Tags:categorical variable, class precision recall, classifier achieved high accuracy, Cyberthreats modeling, Data classification, decision tree, high accuracy, machine learning, malicious url, malicious url detection technique, Malicious URL links, malicious web page, missing value, phishing detection, random forest, random forest classifier, testing data, threat detection system and url link
Abstract:
Cyber threat behaviors can take different forms, approaches, and goals. For threat detection systems, it is essential to monitor URLs known for previous malicious attempts. It is also vital to study attack behaviors for the ultimate goal of designing autonomous threat detection systems. We collected a large dataset of URL links annotated toward that goal, manually as benign or malicious links.

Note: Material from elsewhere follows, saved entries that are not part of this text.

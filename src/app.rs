use std::sync::Arc;

use axum::http::Method;
use axum::routing::{get, post};
use axum::Router;
use sqlx::SqlitePool;
use tower_http::cors::{Any, CorsLayer};
use tower_http::trace::TraceLayer;

use crate::errors::AppError;
use crate::events::{init_event_bus, start_activity_listener, EventBus};
use crate::jwt::JwtConfig;
use crate::rate_limit::{RateLimitConfig, RateLimiter};
use crate::routes::{audit, auth, health, insights, inventory, reports};

#[derive(Clone)]
pub struct AppState {
    pub pool: SqlitePool,
    pub jwt: Arc<JwtConfig>,
    pub event_bus: EventBus,
    pub rate_limiter: Arc<RateLimiter>,
}

impl AppState {
    pub fn new(pool: SqlitePool, jwt: JwtConfig, event_bus: EventBus) -> Self {
        Self {
            pool,
            jwt: Arc::new(jwt),
            event_bus,
            rate_limiter: Arc::new(RateLimiter::new(RateLimitConfig::default())),
        }
    }
}

pub async fn create_app(pool: SqlitePool) -> Result<Router, AppError> {
    let jwt_config = JwtConfig::from_env()?;

    let (event_bus, rx) = init_event_bus();
    tokio::spawn(start_activity_listener(rx, pool.clone()));

    let state = AppState::new(pool, jwt_config, event_bus);

    let cors = CorsLayer::new()
        .allow_methods([Method::GET, Method::POST, Method::PUT, Method::DELETE, Method::OPTIONS])
        .allow_origin(Any)
        .allow_headers(Any);

    let auth_routes = Router::new()
        .route("/login", post(auth::login))
        .route("/me", get(auth::me))
        .route("/logout", post(auth::logout));

    let report_routes = Router::new()
        .route("/revenue-trend", get(reports::revenue_trend))
        .route("/finance/kpis", get(reports::finance_kpis))
        .route("/expenses", get(reports::expenses));

    let inventory_routes = Router::new()
        .route("/stock", get(inventory::stock))
        .route("/kpis", get(inventory::kpis))
        .route("/adjustments", post(inventory::adjust))
        .route("/issues", post(inventory::issue));

    let router = Router::new()
        .route("/api/health", get(health::health))
        .nest("/auth", auth_routes)
        .nest("/reports", report_routes)
        .nest("/inventory", inventory_routes)
        .route("/insights", get(insights::get_insights))
        .route("/audit/activity", get(audit::activity))
        .with_state(state)
        .layer(cors)
        .layer(TraceLayer::new_for_http());

    Ok(router)
}
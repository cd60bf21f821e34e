#[tokio::main]
async fn main() -> anyhow::Result<()> {
    load_env();
    init_tracing();

    let pool = opsboard::db::init().await?;
    let app = opsboard::create_app(pool).await?;

    let port = std::env::var("APP_PORT")
        .ok()
        .and_then(|value| value.parse::<u16>().ok())
        .unwrap_or(8000);

    let openapi = opsboard::docs::build_openapi(port)?;
    let app = app.merge(opsboard::docs::swagger_routes(openapi));

    let addr = std::net::SocketAddr::from(([0, 0, 0, 0], port));
    tracing::info!("listening on {}", addr);

    let listener = tokio::net::TcpListener::bind(addr).await?;
    axum::serve(listener, app.into_make_service()).await?;

    Ok(())
}

fn load_env() {
    if dotenvy::dotenv().is_ok() {
        return;
    }

    let crate_env = std::path::Path::new(env!("CARGO_MANIFEST_DIR")).join(".env");
    let _ = dotenvy::from_path(crate_env);
}

fn init_tracing() {
    use tracing_subscriber::layer::SubscriberExt;
    use tracing_subscriber::util::SubscriberInitExt;

    let fmt_layer = tracing_subscriber::fmt::layer()
        .with_target(false)
        .with_thread_ids(false)
        .with_thread_names(false);

    let filter_layer = tracing_subscriber::EnvFilter::try_from_default_env()
        .unwrap_or_else(|_| tracing_subscriber::EnvFilter::new("info"));

    tracing_subscriber::registry()
        .with(filter_layer)
        .with(fmt_layer)
        .init();
}
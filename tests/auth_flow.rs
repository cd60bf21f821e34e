use anyhow::{Context, Result};
use axum::body::{self, Body};
use axum::http::{Request, StatusCode};
use axum::response::Response;
use axum::Router;
use serde_json::json;
use sqlx::sqlite::SqliteConnectOptions;
use sqlx::SqlitePool;
use tempfile::{tempdir, TempDir};
use tower::util::ServiceExt; // for `oneshot`
use uuid::Uuid;

use opsboard::create_app;
use opsboard::utils::{hash_password, utc_now};

async fn setup() -> Result<(SqlitePool, Router, TempDir)> {
    let dir = tempdir().context("failed to create tempdir")?;
    let db_path = dir.path().join("test.db");
    let opts = SqliteConnectOptions::new()
        .filename(db_path.as_path())
        .create_if_missing(true);
    let pool = SqlitePool::connect_with(opts).await?;

    let migrator = sqlx::migrate::Migrator::new(
        std::path::Path::new(env!("CARGO_MANIFEST_DIR")).join("migrations"),
    )
    .await?;
    migrator.run(&pool).await?;

    std::env::set_var("JWT_SECRET", "test-secret");
    let app = create_app(pool.clone()).await?;

    Ok((pool, app, dir))
}

async fn insert_location(pool: &SqlitePool, id: &str) -> Result<()> {
    sqlx::query("INSERT INTO locations (id, name, status, created_at) VALUES (?, ?, 'ACTIVE', ?)")
        .bind(id)
        .bind(id)
        .bind(utc_now())
        .execute(pool)
        .await?;
    Ok(())
}

async fn insert_user(
    pool: &SqlitePool,
    email: &str,
    role: &str,
    all_locations: bool,
    location_id: Option<&str>,
) -> Result<Uuid> {
    let id = Uuid::new_v4();
    let now = utc_now();
    sqlx::query(
        "INSERT INTO users (id, name, email, password_hash, role, all_locations, location_id, department_id, created_at, updated_at) \
         VALUES (?, ?, ?, ?, ?, ?, ?, NULL, ?, ?)",
    )
    .bind(id.to_string())
    .bind(email)
    .bind(email)
    .bind(hash_password("password123").map_err(|e| anyhow::anyhow!(e.to_string()))?)
    .bind(role)
    .bind(all_locations)
    .bind(location_id)
    .bind(now)
    .bind(now)
    .execute(pool)
    .await?;
    Ok(id)
}

async fn post_json(app: &Router, uri: &str, body: serde_json::Value) -> Result<(StatusCode, serde_json::Value)> {
    let req = Request::builder()
        .method("POST")
        .uri(uri)
        .header("content-type", "application/json")
        .body(Body::from(body.to_string()))?;
    let resp: Response = app.clone().oneshot(req).await?;
    let status = resp.status();
    let bytes = body::to_bytes(resp.into_body(), 10_485_760).await?;
    let value = serde_json::from_slice(&bytes).unwrap_or(serde_json::Value::Null);
    Ok((status, value))
}

async fn get_with_token(app: &Router, uri: &str, token: &str) -> Result<(StatusCode, serde_json::Value)> {
    let req = Request::builder()
        .method("GET")
        .uri(uri)
        .header("authorization", format!("Bearer {}", token))
        .body(Body::empty())?;
    let resp: Response = app.clone().oneshot(req).await?;
    let status = resp.status();
    let bytes = body::to_bytes(resp.into_body(), 10_485_760).await?;
    let value = serde_json::from_slice(&bytes).unwrap_or(serde_json::Value::Null);
    Ok((status, value))
}

#[tokio::test]
async fn login_issues_token_and_landing_route() -> Result<()> {
    let (pool, app, _dir) = setup().await?;
    insert_location(&pool, "loc_1").await?;
    insert_user(&pool, "fm@example.com", "FINANCE_MANAGER", false, Some("loc_1")).await?;

    let (status, body) = post_json(
        &app,
        "/auth/login",
        json!({"email": "fm@example.com", "password": "password123"}),
    )
    .await?;
    assert_eq!(status, StatusCode::OK, "login failed: {body}");

    let token = body.get("token").and_then(|v| v.as_str()).context("missing token")?;
    assert_eq!(
        body.pointer("/user/role").and_then(|v| v.as_str()),
        Some("FINANCE_MANAGER")
    );
    assert_eq!(
        body.get("landing_route").and_then(|v| v.as_str()),
        Some("/finance/dashboard")
    );

    let (status, me) = get_with_token(&app, "/auth/me", token).await?;
    assert_eq!(status, StatusCode::OK);
    assert_eq!(me.get("email").and_then(|v| v.as_str()), Some("fm@example.com"));

    Ok(())
}

#[tokio::test]
async fn wrong_password_is_unauthorized() -> Result<()> {
    let (pool, app, _dir) = setup().await?;
    insert_location(&pool, "loc_1").await?;
    insert_user(&pool, "fm@example.com", "FINANCE_MANAGER", false, Some("loc_1")).await?;

    let (status, _) = post_json(
        &app,
        "/auth/login",
        json!({"email": "fm@example.com", "password": "nope-nope-nope"}),
    )
    .await?;
    assert_eq!(status, StatusCode::UNAUTHORIZED);

    let (status, _) = post_json(
        &app,
        "/auth/login",
        json!({"email": "ghost@example.com", "password": "password123"}),
    )
    .await?;
    assert_eq!(status, StatusCode::UNAUTHORIZED);

    Ok(())
}

#[tokio::test]
async fn unknown_stored_role_fails_closed_at_login() -> Result<()> {
    let (pool, app, _dir) = setup().await?;
    insert_location(&pool, "loc_1").await?;
    insert_user(&pool, "odd@example.com", "MYSTERY_ROLE", false, Some("loc_1")).await?;

    let (status, body) = post_json(
        &app,
        "/auth/login",
        json!({"email": "odd@example.com", "password": "password123"}),
    )
    .await?;
    assert_eq!(status, StatusCode::FORBIDDEN);
    let message = body.get("message").and_then(|v| v.as_str()).unwrap_or_default();
    assert!(message.contains("[RBAC]"), "unexpected message: {message}");

    Ok(())
}

#[tokio::test]
async fn missing_token_is_unauthorized() -> Result<()> {
    let (_pool, app, _dir) = setup().await?;

    let req = Request::builder().method("GET").uri("/auth/me").body(Body::empty())?;
    let resp: Response = app.clone().oneshot(req).await?;
    assert_eq!(resp.status(), StatusCode::UNAUTHORIZED);

    Ok(())
}
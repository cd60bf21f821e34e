use serde::{Deserialize, Serialize};
use uuid::Uuid;

/// Severity levels for activity logs.
/// Controls retention policies and log filtering.
#[derive(Debug, Clone, Copy, PartialEq, Eq, Serialize, Deserialize)]
#[serde(rename_all = "lowercase")]
pub enum Severity {
    /// Critical events: long-term retention, never auto-delete
    Critical,
    /// Important events: medium-term retention (default)
    Important,
    /// Noise events: aggressively trimmed (e.g., 7 days)
    Noise,
}

impl Severity {
    pub fn as_str(&self) -> &'static str {
        match self {
            Severity::Critical => "critical",
            Severity::Important => "important",
            Severity::Noise => "noise",
        }
    }
}

impl Default for Severity {
    fn default() -> Self {
        Severity::Important
    }
}

/// Trait for entities that can be logged in the activity log.
/// Implement this trait on any model to enable declarative activity logging.
pub trait Loggable: Serialize + Send + Sync {
    /// The entity type name (e.g., "user", "stock_movement")
    /// This becomes the prefix in event names like "stock_movement.created"
    fn entity_type() -> &'static str;

    /// The subject ID (usually the entity's primary key)
    fn subject_id(&self) -> Uuid;

    /// Severity level for logs (defaults to Important)
    fn severity(&self) -> Severity {
        Severity::Important
    }

    /// Override severity based on action (e.g., "deleted" -> Critical)
    fn severity_for_action(&self, action: &str) -> Severity {
        match action {
            "deleted" => Severity::Critical,
            "created" | "updated" => self.severity(),
            _ => Severity::Important,
        }
    }
}
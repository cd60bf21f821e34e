use std::sync::Arc;

use axum::async_trait;
use axum::extract::FromRequestParts;
use axum::http::request::Parts;
use jsonwebtoken::{DecodingKey, EncodingKey, Header, Validation};
use uuid::Uuid;

use crate::app::AppState;
use crate::authz::{derive_scope, Role, Scope};
use crate::errors::AppError;
use crate::models::user::User;

#[derive(Debug, Clone)]
pub struct JwtConfig {
    pub secret: Arc<Vec<u8>>,
    pub exp_hours: i64,
}

impl JwtConfig {
    pub fn from_env() -> Result<Self, AppError> {
        let secret = std::env::var("JWT_SECRET").map_err(|_| AppError::configuration("JWT_SECRET not set"))?;
        let exp_hours = std::env::var("JWT_EXP_HOURS")
            .map(|val| val.parse::<i64>())
            .unwrap_or(Ok(24))
            .map_err(|_| AppError::configuration("JWT_EXP_HOURS must be a valid integer"))?;

        Ok(Self {
            secret: Arc::new(secret.into_bytes()),
            exp_hours,
        })
    }

    /// Issue a token carrying the user's role and scope snapshot. The guard
    /// re-derives and re-checks this snapshot on every request, so a new
    /// login (new token) atomically replaces the old decision inputs.
    pub fn encode(&self, user: &User) -> Result<String, AppError> {
        use chrono::{Duration, Utc};

        let now = Utc::now();
        let exp = now + Duration::hours(self.exp_hours);

        let claims = Claims {
            sub: user.id,
            role: user.role.as_str().to_string(),
            all_locations: user.all_locations,
            location_id: user.location_id.clone(),
            department_id: user.department_id.clone(),
            exp: exp.timestamp() as usize,
            iat: now.timestamp() as usize,
        };

        jsonwebtoken::encode(&Header::default(), &claims, &EncodingKey::from_secret(&self.secret))
            .map_err(|err| AppError::token(err.to_string()))
    }

    pub fn decode(&self, token: &str) -> Result<Claims, AppError> {
        let mut validation = Validation::default();
        validation.validate_exp = true;

        jsonwebtoken::decode::<Claims>(token, &DecodingKey::from_secret(&self.secret), &validation)
            .map(|data| data.claims)
            .map_err(|err| AppError::token(err.to_string()))
    }
}

#[derive(Debug, Clone, serde::Serialize, serde::Deserialize)]
pub struct Claims {
    pub sub: Uuid,
    pub role: String,
    pub all_locations: bool,
    #[serde(default, skip_serializing_if = "Option::is_none")]
    pub location_id: Option<String>,
    #[serde(default, skip_serializing_if = "Option::is_none")]
    pub department_id: Option<String>,
    pub exp: usize,
    pub iat: usize,
}

/// The authenticated session snapshot handlers work with. The raw role
/// string from the token is normalized here, at the boundary, and rejected
/// outright when unrecognized; the derived scope may be `None`
/// (undetermined), which fails every scope check downstream.
#[derive(Debug, Clone)]
pub struct AuthUser {
    pub user_id: Uuid,
    pub role: Role,
    pub scope: Option<Scope>,
}

#[async_trait]
impl FromRequestParts<AppState> for AuthUser {
    type Rejection = AppError;

    async fn from_request_parts(parts: &mut Parts, state: &AppState) -> Result<Self, Self::Rejection> {
        let token = parts
            .headers
            .get(axum::http::header::AUTHORIZATION)
            .and_then(|value| value.to_str().ok())
            .and_then(|value| value.strip_prefix("Bearer "))
            .ok_or_else(|| AppError::unauthorized("Authorization header missing"))?;

        let claims = state.jwt.decode(token)?;

        let role = Role::parse(&claims.role).ok_or_else(|| {
            tracing::warn!(user_id = %claims.sub, role = %claims.role, "token carries an unknown role");
            AppError::forbidden(format!("[RBAC] Role \"{}\" is not recognized", claims.role))
        })?;

        let scope = derive_scope(
            claims.all_locations,
            claims.location_id.as_deref(),
            claims.department_id.as_deref(),
        );

        Ok(AuthUser {
            user_id: claims.sub,
            role,
            scope,
        })
    }
}
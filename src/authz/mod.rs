//! Authorization module - roles, scopes, and guard predicates
//!
//! This module implements the role/scope access model:
//! - A closed role registry with fail-closed normalization of raw role strings
//! - A scope tagged union (global / location / department) derived per session
//! - Guard predicates evaluated on every request from the token snapshot
//! - The landing-route mapping used to bounce denied users to their own page

mod guard;
mod role;
mod routing;
mod scope;

pub use guard::{
    assert_department_access, assert_location_access, assert_not_read_only, assert_route_access,
    assert_session_shape, is_allowed, GuardRequirements,
};
pub use role::Role;
pub use routing::{highest_priority_role, landing_route, landing_route_for_roles};
pub use scope::{derive_scope, Scope, ScopeKind};
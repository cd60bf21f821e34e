//! Deterministic advisory insights derived from the reporting aggregates.
//!
//! Derivation is a pure function of the session role, the requested window
//! and the fetched aggregates - no state, no I/O. Access and scope are
//! asserted here independently of the route guard, so a handler wiring
//! mistake cannot widen what a session may see.

use chrono::{DateTime, Utc};
use serde::{Deserialize, Serialize};
use serde_json::json;
use utoipa::ToSchema;

use crate::authz::{Role, Scope};
use crate::errors::AppError;
use crate::jwt::AuthUser;
use crate::models::inventory::{InventoryKpis, StockLevelRow};
use crate::models::reporting::{ExpenseRow, FinanceKpis, RevenueTrendPoint};

/// Roles permitted to request insights at all.
pub const INSIGHT_ROLES: &[Role] = &[
    Role::Ceo,
    Role::SystemAuditor,
    Role::GeneralManager,
    Role::FinanceManager,
    Role::StoreManager,
    Role::ProcurementOfficer,
    Role::DepartmentHead,
];

const TREND_PERIODS: usize = 7;
const EXPENSE_WARN_RATIO: f64 = 1.25;
const EXPENSE_HIGH_RATIO: f64 = 1.75;
const DEPLETION_HORIZON_DAYS: f64 = 7.0;
const DEPLETION_MAX_ITEMS: usize = 5;

#[derive(Debug, Clone, Copy, PartialEq, Eq, Serialize, Deserialize, ToSchema)]
#[serde(rename_all = "SCREAMING_SNAKE_CASE")]
pub enum InsightKind {
    RevenueTrend,
    ExpenseAnomaly,
    InventoryDepletion,
    NextBestAction,
}

#[derive(Debug, Clone, Copy, PartialEq, Eq, Serialize, Deserialize, ToSchema)]
#[serde(rename_all = "SCREAMING_SNAKE_CASE")]
pub enum InsightSeverity {
    Info,
    Warn,
    High,
}

/// An ephemeral advisory record. Never persisted; recomputed per request.
#[derive(Debug, Clone, PartialEq, Serialize, Deserialize, ToSchema)]
pub struct Insight {
    pub id: String,
    pub kind: InsightKind,
    pub severity: InsightSeverity,
    pub title: String,
    pub message: String,
    #[serde(skip_serializing_if = "Option::is_none")]
    #[schema(value_type = Object)]
    pub metadata: Option<serde_json::Value>,
}

/// SKU-level inventory inputs; only fetched for non-global sessions.
#[derive(Debug, Clone)]
pub struct InventoryDetail {
    pub stock: Vec<StockLevelRow>,
    pub kpis: InventoryKpis,
}

/// The aggregate bundle the deriver consumes. The providers behind these are
/// opaque to this module.
#[derive(Debug, Clone)]
pub struct InsightSources {
    pub revenue_trend: Vec<RevenueTrendPoint>,
    pub expenses: Vec<ExpenseRow>,
    pub finance: FinanceKpis,
    pub inventory: Option<InventoryDetail>,
}

#[derive(Debug, Clone, Serialize)]
struct AtRiskItem {
    sku: String,
    item_name: String,
    days_remaining: f64,
    daily_usage: f64,
    available: f64,
}

pub fn assert_insight_access(auth: &AuthUser) -> Result<(), AppError> {
    if !INSIGHT_ROLES.contains(&auth.role) {
        tracing::warn!(user_id = %auth.user_id, role = %auth.role, "insights access denied");
        return Err(AppError::forbidden(format!(
            "[RBAC] Role \"{}\" is not permitted to access insights",
            auth.role
        )));
    }
    Ok(())
}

Several features are collected about those links related to lexicons and structure. Two classification algorithms were employed to extract the best features to predict whether a link is malicious or benign. We were applied three preprocessing techniques, including handling missing values, dealing with outliers, and categorical variables. For two evaluated classifiers, the results' bias is avoided using proper data splitting methods. The quality of the classifiers is evaluated using classifiers' accuracy. The results indicated that Random Forest continuously reported better accuracy than the Decision Tree classifier, which could predict URL link type, whether malicious or not, with the highest accuracy with 98%.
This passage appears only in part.